RALEIGH — The state could save an estimated $11.5 million a year by requiring that hospitals and other health care providers bill Medicaid when prisoners are treated as inpatients, according to an audit released Tuesday.
The report from state Auditor Beth Wood said North Carolina paid about $159 million for inmate health care in 2008 and 2009. Of that, about $26.5 million went to treat prisoners who were potentially eligible for Medicaid, a federal-state health care program for the needy and disabled.
Wood's audit said that the Department of Correction could have saved $17.3 million on those services at Medicaid rates and that the federal government would have reimbursed the state an additional $5.9 million, bringing the two-year savings to roughly $23 million.
"The amount of potential savings will increase when health care reform expands Medicaid eligibility in 2014," the audit said.

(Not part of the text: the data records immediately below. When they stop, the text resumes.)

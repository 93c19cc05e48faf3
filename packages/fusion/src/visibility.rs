//! Visibility risk scoring.
//!
//! Weighted signals from the target hour (description keywords,
//! precipitation probability, blowing snow, saturation) plus the density
//! of risky hours across the trend. The total is clamped to 0-100.

use backcountry_signal_models::{VisibilityLevel, VisibilityRisk, WeatherPoint};

/// Description keywords and their weights. Checked in order; each group
/// counts once.
const KEYWORD_WEIGHTS: &[(&[&str], u32, &str)] = &[
    (&["fog"], 35, "Fog reported"),
    (&["snow", "blizzard"], 30, "Falling snow"),
    (&["smoke", "haze"], 18, "Smoke or haze"),
    (&["rain", "showers"], 12, "Rain"),
    (&["mist", "drizzle"], 12, "Mist or drizzle"),
    (&["heavy"], 10, "Heavy precipitation"),
];

/// Precipitation probability at or above which a trend hour counts as
/// risky.
const RISKY_HOUR_PRECIP_PCT: f64 = 60.0;

/// Scores visibility risk for the target hour and the following trend.
#[must_use]
pub fn assess_visibility(current: &WeatherPoint, trend: &[WeatherPoint]) -> VisibilityRisk {
    let mut score: u32 = 0;
    let mut factors = Vec::new();
    let description = current.description_lower();

    for (keywords, weight, label) in KEYWORD_WEIGHTS {
        if keywords.iter().any(|k| description.contains(k)) {
            score += weight;
            factors.push((*label).to_string());
        }
    }

    match current.precipitation_chance_pct {
        Some(p) if p >= 70.0 => {
            score += 20;
            factors.push(format!("{p:.0}% chance of precipitation"));
        }
        Some(p) if p >= 40.0 => {
            score += 10;
            factors.push(format!("{p:.0}% chance of precipitation"));
        }
        _ => {}
    }

    let snowing = description.contains("snow") || description.contains("blizzard");
    let gust = current.wind_gust_mph.unwrap_or(0.0);
    let wind = current.wind_speed_mph.unwrap_or(0.0);
    if snowing && gust >= 35.0 {
        score += 15;
        factors.push(format!("Blowing snow with gusts to {gust:.0} mph"));
    } else if wind >= 25.0 {
        score += 10;
        factors.push(format!("Sustained wind {wind:.0} mph"));
    }

    let humidity = current.humidity_pct.unwrap_or(0.0);
    let cloud = current.cloud_cover_pct.unwrap_or(0.0);
    if humidity >= 95.0 && cloud >= 90.0 {
        score += 15;
        factors.push("Saturated air under full cloud".to_string());
    } else if humidity >= 90.0 && cloud >= 80.0 {
        score += 8;
        factors.push("Near-saturated air under heavy cloud".to_string());
    }

    let active_hours = trend.iter().filter(|p| is_risky_hour(p)).count();
    if !trend.is_empty() {
        #[allow(clippy::cast_precision_loss)]
        let ratio = active_hours as f64 / trend.len() as f64;
        if ratio >= 0.5 {
            score += 15;
            factors.push(format!("Reduced visibility in {active_hours} of {} hours", trend.len()));
        } else if ratio >= 0.25 {
            score += 8;
            factors.push(format!("Reduced visibility in {active_hours} of {} hours", trend.len()));
        }
    }

    let score = u8::try_from(score.min(100)).unwrap_or(100);

    VisibilityRisk {
        score,
        level: VisibilityLevel::from_score(score),
        factors,
        active_hours,
    }
}

fn is_risky_hour(point: &WeatherPoint) -> bool {
    let description = point.description_lower();
    let keyword = KEYWORD_WEIGHTS
        .iter()
        .flat_map(|(keywords, _, _)| keywords.iter())
        .any(|k| description.contains(k));
    keyword
        || point
            .precipitation_chance_pct
            .is_some_and(|p| p >= RISKY_HOUR_PRECIP_PCT)
}

#[cfg(test)]
mod tests {
    use super::*;

    fn described(text: &str) -> WeatherPoint {
        WeatherPoint {
            description: Some(text.to_string()),
            ..WeatherPoint::default()
        }
    }

    #[test]
    fn clear_hour_is_minimal() {
        let risk = assess_visibility(&described("Sunny"), &[described("Sunny")]);
        assert_eq!(risk.score, 0);
        assert_eq!(risk.level, VisibilityLevel::Minimal);
        assert!(risk.factors.is_empty());
        assert_eq!(risk.active_hours, 0);
    }

    #[test]
    fn fog_and_saturation_stack() {
        let current = WeatherPoint {
            humidity_pct: Some(98.0),
            cloud_cover_pct: Some(100.0),
            ..described("Patchy Fog")
        };
        let risk = assess_visibility(&current, &[]);
        assert_eq!(risk.score, 50);
        assert_eq!(risk.level, VisibilityLevel::Moderate);
        assert_eq!(risk.factors.len(), 2);
    }

    #[test]
    fn blowing_snow_replaces_plain_wind_signal() {
        let current = WeatherPoint {
            wind_speed_mph: Some(30.0),
            wind_gust_mph: Some(45.0),
            precipitation_chance_pct: Some(80.0),
            ..described("Heavy Snow")
        };
        let trend = vec![described("Snow"), described("Snow"), described("Cloudy")];
        let risk = assess_visibility(&current, &trend);
        // snow 30 + heavy 10 + precip 20 + blowing snow 15 + trend 15
        assert_eq!(risk.score, 90);
        assert_eq!(risk.level, VisibilityLevel::Extreme);
        assert_eq!(risk.active_hours, 2);
    }

    #[test]
    fn score_is_clamped() {
        let current = WeatherPoint {
            wind_gust_mph: Some(60.0),
            precipitation_chance_pct: Some(100.0),
            humidity_pct: Some(100.0),
            cloud_cover_pct: Some(100.0),
            ..described("Heavy snow and blizzard with fog, smoke and drizzle")
        };
        let trend = vec![described("Blizzard"); 4];
        let risk = assess_visibility(&current, &trend);
        assert_eq!(risk.score, 100);
    }

    #[test]
    fn trend_quarter_risky_adds_smaller_bump() {
        let trend = vec![
            WeatherPoint {
                precipitation_chance_pct: Some(65.0),
                ..WeatherPoint::default()
            },
            described("Clear"),
            described("Clear"),
            described("Clear"),
        ];
        let risk = assess_visibility(&WeatherPoint::default(), &trend);
        assert_eq!(risk.score, 8);
        assert_eq!(risk.active_hours, 1);
    }
}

Earlier this year, a state audit reported that North Carolina's prison system pays almost five times more for inmate health care than government insurance programs such as Medicaid and Medicare and that costs will continue to escalate. In that report, Wood said spending on hospital care has shot from $17.5 million in 1999 to $55.8 million in 2009.
At the time of that audit's release in February, Dr. Paula Smith, Correction chief of medical services, said the department is outgunned and lacks the expertise to negotiate health care contracts.
Wood's most recent audit says the department does not have procedures in place to see whether an inmate needing inpatient care is eligible for Medicaid. The audit said the department may need to train specialists.
In his response, Correction Secretary Alvin W. Keller Jr. said the department has been working with the state Department of Health and Human Services to determine whether inmates are eligible for Medicaid and to ensure that those costs are reimbursed. The Correction Department hopes to start this process in September, spokeswoman Pam Walker said.
The savings described in the audit may not be so large, Keller wrote. Recent legislation allows the department to reimburse medical providers at no more than 70 percent of the charges. New contracts with medical providers will include Medicaid reimbursement, he said.